Liebherr LR 11350: Una alzada de récord

Como si de un gran harrijasotzaile se tratara, ayer por la tarde su primera alzada de tablero en el desmantelamiento de los viaductos que formaban parte de los viejos accesos viarios de Sabina Arana. La Liebherr LR 11350, culminó ayer dos meses de preparativos que tuvieron su minuto de oro sobre las seis y media de la tarde cuando pudo elevar casi por encima de las viviendas colindantes uno de los tramos de la vieja autovía y lo depositó con gran tranquilidad y precisión en el suelo.

Una maniobra que se hizo de rogar desde que hace dos meses llegara la gran máquina elevadora a su ubicación inicial en la avenida de Sabino Arana entre las calles Autonomía y Pintor Lekuona.

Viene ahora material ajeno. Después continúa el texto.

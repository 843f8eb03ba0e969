//! Integration tests for character reference resolution.

use wombat_html::{HTMLTokenizer, Token, TokenizerOptions};

fn tokenize(input: &str) -> Vec<Token> {
    HTMLTokenizer::from_str(input, TokenizerOptions::default()).collect()
}

fn text(tokens: &[Token]) -> String {
    tokens
        .iter()
        .filter_map(|t| match t {
            Token::Characters { data, .. } | Token::SpaceCharacters { data, .. } => {
                Some(data.as_str())
            }
            _ => None,
        })
        .collect()
}

fn error_codes(tokens: &[Token]) -> Vec<String> {
    tokens
        .iter()
        .filter_map(|t| match t {
            Token::ParseError { code, .. } => Some(code.to_string()),
            _ => None,
        })
        .collect()
}

fn first_attribute_value(tokens: &[Token]) -> String {
    tokens
        .iter()
        .find_map(|t| match t {
            Token::StartTag { attributes, .. } => {
                attributes.first().map(|a| a.value.clone())
            }
            _ => None,
        })
        .expect("expected a start tag with an attribute")
}

#[test]
fn test_named_entity() {
    let tokens = tokenize("&amp;");
    assert!(error_codes(&tokens).is_empty());
    assert_eq!(text(&tokens), "&");
}

#[test]
fn test_named_entity_longest_match_wins() {
    // `&notin;` must resolve as one entity, not `&not` plus "in;".
    assert_eq!(text(&tokenize("&notin;")), "\u{2209}");
    assert_eq!(text(&tokenize("&not;")), "\u{00AC}");
}

#[test]
fn test_named_entity_without_semicolon() {
    let tokens = tokenize("&notin");
    assert_eq!(error_codes(&tokens), vec!["named-entity-without-semicolon"]);
    // The longest match is the legacy `not`; the rest is ordinary text.
    assert_eq!(text(&tokens), "\u{00AC}in");
}

#[test]
fn test_named_entity_with_trailing_text() {
    let tokens = tokenize("&not;x");
    assert!(error_codes(&tokens).is_empty());
    assert_eq!(text(&tokens), "\u{00AC}x");
}

#[test]
fn test_unknown_named_entity() {
    let tokens = tokenize("&xz;");
    assert_eq!(error_codes(&tokens), vec!["expected-named-entity"]);
    assert_eq!(text(&tokens), "&xz;");
}

#[test]
fn test_ampersand_with_no_entity_start() {
    let tokens = tokenize("&~");
    assert_eq!(error_codes(&tokens), vec!["expected-named-entity"]);
    assert_eq!(text(&tokens), "&~");
}

#[test]
fn test_bare_ampersand_before_whitespace_and_eof() {
    assert!(error_codes(&tokenize("& x")).is_empty());
    assert_eq!(text(&tokenize("& x")), "& x");
    assert_eq!(text(&tokenize("a&")), "a&");
    assert_eq!(text(&tokenize("&&amp;")), "&&");
}

#[test]
fn test_numeric_decimal() {
    let tokens = tokenize("&#65;");
    assert!(error_codes(&tokens).is_empty());
    assert_eq!(text(&tokens), "A");
}

#[test]
fn test_numeric_hex_both_cases() {
    assert_eq!(text(&tokenize("&#x41;")), "A");
    assert_eq!(text(&tokenize("&#X6a;")), "j");
}

#[test]
fn test_numeric_without_semicolon() {
    let tokens = tokenize("&#65 ");
    assert_eq!(error_codes(&tokens), vec!["numeric-entity-without-semicolon"]);
    assert_eq!(text(&tokens), "A ");
}

#[test]
fn test_numeric_with_no_digits() {
    let tokens = tokenize("&#xg");
    assert_eq!(error_codes(&tokens), vec!["expected-numeric-entity"]);
    assert_eq!(text(&tokens), "&#xg");
}

#[test]
fn test_numeric_windows_1252_replacement() {
    // 0x80 is not EURO SIGN in Unicode, but the reference decodes through
    // the Windows-1252 repertoire.
    let tokens = tokenize("&#128;");
    assert_eq!(
        error_codes(&tokens),
        vec!["illegal-codepoint-for-numeric-entity"]
    );
    assert_eq!(text(&tokens), "\u{20AC}");
}

#[test]
fn test_numeric_surrogate_and_out_of_range() {
    let tokens = tokenize("&#xD800;");
    assert_eq!(
        error_codes(&tokens),
        vec!["illegal-codepoint-for-numeric-entity"]
    );
    assert_eq!(text(&tokens), "\u{FFFD}");

    let tokens = tokenize("&#1114112;");
    assert_eq!(
        error_codes(&tokens),
        vec!["illegal-codepoint-for-numeric-entity"]
    );
    assert_eq!(text(&tokens), "\u{FFFD}");
}

#[test]
fn test_numeric_disallowed_control_still_resolves() {
    let tokens = tokenize("&#2;");
    assert_eq!(
        error_codes(&tokens),
        vec!["illegal-codepoint-for-numeric-entity"]
    );
    assert_eq!(text(&tokens), "\u{0002}");
}

#[test]
fn test_whitespace_entity_is_space_characters() {
    let tokens = tokenize("&#x20;");
    assert!(matches!(&tokens[0], Token::SpaceCharacters { data, .. } if data == " "));
}

#[test]
fn test_entity_in_double_quoted_attribute() {
    let tokens = tokenize("<a href=\"a&amp;b\">");
    assert!(error_codes(&tokens).is_empty());
    assert_eq!(first_attribute_value(&tokens), "a&b");
}

#[test]
fn test_entity_with_allowed_quote_stays_literal() {
    // The attribute's own quote right after `&` means the `&` was literal.
    let tokens = tokenize("<a href=\"&\">");
    assert!(error_codes(&tokens).is_empty());
    assert_eq!(first_attribute_value(&tokens), "&");
}

#[test]
fn test_legacy_entity_in_attribute_before_equals_stays_literal() {
    // Historical compatibility: a semicolon-less match followed by a letter,
    // digit, or `=` must not resolve inside an attribute.
    let tokens = tokenize("<a href=\"x?y&lt=1\">");
    assert_eq!(error_codes(&tokens), vec!["named-entity-without-semicolon"]);
    assert_eq!(first_attribute_value(&tokens), "x?y&lt=1");

    let tokens = tokenize("<a href=\"&notin=x\">");
    assert_eq!(error_codes(&tokens), vec!["named-entity-without-semicolon"]);
    assert_eq!(first_attribute_value(&tokens), "&notin=x");
}

#[test]
fn test_semicolon_entity_in_attribute_always_resolves() {
    let tokens = tokenize("<a href=\"x?y&lt;=1\">");
    assert!(error_codes(&tokens).is_empty());
    assert_eq!(first_attribute_value(&tokens), "x?y<=1");
}

#[test]
fn test_legacy_entity_in_attribute_at_value_end_resolves() {
    let tokens = tokenize("<a href=\"&amp\">");
    assert_eq!(error_codes(&tokens), vec!["named-entity-without-semicolon"]);
    assert_eq!(first_attribute_value(&tokens), "&");
}

#[test]
fn test_entity_in_unquoted_attribute() {
    let tokens = tokenize("<a href=a&amp;b>");
    assert!(error_codes(&tokens).is_empty());
    assert_eq!(first_attribute_value(&tokens), "a&b");
}

#[test]
fn test_unquoted_attribute_entity_allows_right_bracket() {
    // `>` is the allowed character in unquoted values: `&` right before it
    // stays literal and the tag still closes.
    let tokens = tokenize("<a href=a&>");
    assert!(error_codes(&tokens).is_empty());
    assert_eq!(first_attribute_value(&tokens), "a&");
}

#[test]
fn test_multi_character_replacement() {
    assert_eq!(text(&tokenize("&fjlig;")), "fj");
}

#[test]
fn test_entity_at_eof() {
    let tokens = tokenize("&amp");
    assert_eq!(error_codes(&tokens), vec!["named-entity-without-semicolon"]);
    assert_eq!(text(&tokens), "&");
}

Según aseguraron fuentes de la Diputación de Bizkaia, artífice de la desaparición de los viaductos, la demora en el tiempo se debió a varias circunstancias técnicas.
Las primeras fueron la necesidad de crear una pieza especial para que la Liebherr LR 11350 pudiera actuar en concreto en el labor de izado de estos tramos de más de 400 toneladas de peso algunos de ellos. Luego le siguió la obligatoriedad de pergeñar la mejor forma de efectuar la retirada del primer tablero para después seguir con el mismo tipo de maniobra en el resto de las secciones de vial por retirar. Esta grúa y su equipo de trabajo están acostumbrados a trabajar en zonas abiertas levantando grandes piezas como cubiertas de estadios o columnas de puentes, pero nunca antes había trabajado tan cerca de viviendas. Por eso tuvieron que pensar con tiento y medidas exactas todas las maniobras a efectuar.
Ayer fue el día elegido para atacar el primer tramo de viaducto, una pieza de 25 metros de largo por ocho de ancho y casi 400 de toneladas de peso, que forma la mitad longitudinal de esa parte del viaducto ubicado al lado de la calle Autonomía.

DURANTE TODO EL DÍA

La maniobra fue preparada toda la mañana tensando los cuatro tirantes enganchados a un soporte colocado por encima del tablero y construido exprofeso para esta maniobra. La irregularidad en inclinación de la autovía impidió que la grúa pudiese enganchar directamente al hormigón sin que corriera riesgo de balanceos en el aire. Así que fue necesario que Usabiaga habilitara un gran soporte de acero alargado, coserlo a los dos extremos del tablero, suplir la inclinación existente con varios calzos y poder así elevar todo el conjunto de forma segura.
Para ello, primero, la gran pluma, de más de 60 metros de altura, cogió el soporte y el viaducto, ya en un paquete integrado para poder así cortar el tablero por sus dos extremos, justo al lado de los pilares que le sustentaban. En el proceso se utilizaron unas máquinas con hilo de diamante, capaz de cortar el hormigón armado como un cuchillo caliente.
Esta intervención estaba prevista que terminara para la cuatro de la tarde pero la rotura de uno de los hilos obligó a retrasar la maniobra de izado.
Ya con la noche echada, a las 18.15 horas, la pieza quedó liberada y la Liebherr LR 11350 inició su movimiento de alzada. Primero sacando hacia arriba el tablero seccionado y luego moviéndolo hacia la derecha, poco a poco para evitar bamboleos, ante la sorpresa de viandantes y vecinos que seguían con expectación la inédita escena. Con cuidado, el primer tablero extraído era depositado una hora después sobre una zona de trabajo preparada en el suelo para que las máquinas trituradoras y los martillos pica-pica pudieran trabajar mejor en la demolición de esta sección.
La experiencia acumulada ayer servirá para seguir con los siguientes tramos a retirar. Hoy se quitará el gemelo del abatido ayer, mañana se seguirá con los dos siguientes, en dirección a la A-8, y después irán los que aún sobrevuelan la calle Autonomía. La retirada de estos dos últimos viaductos se efectuarán de noche y obligará a cortar el tráfico por la mencionada arteria.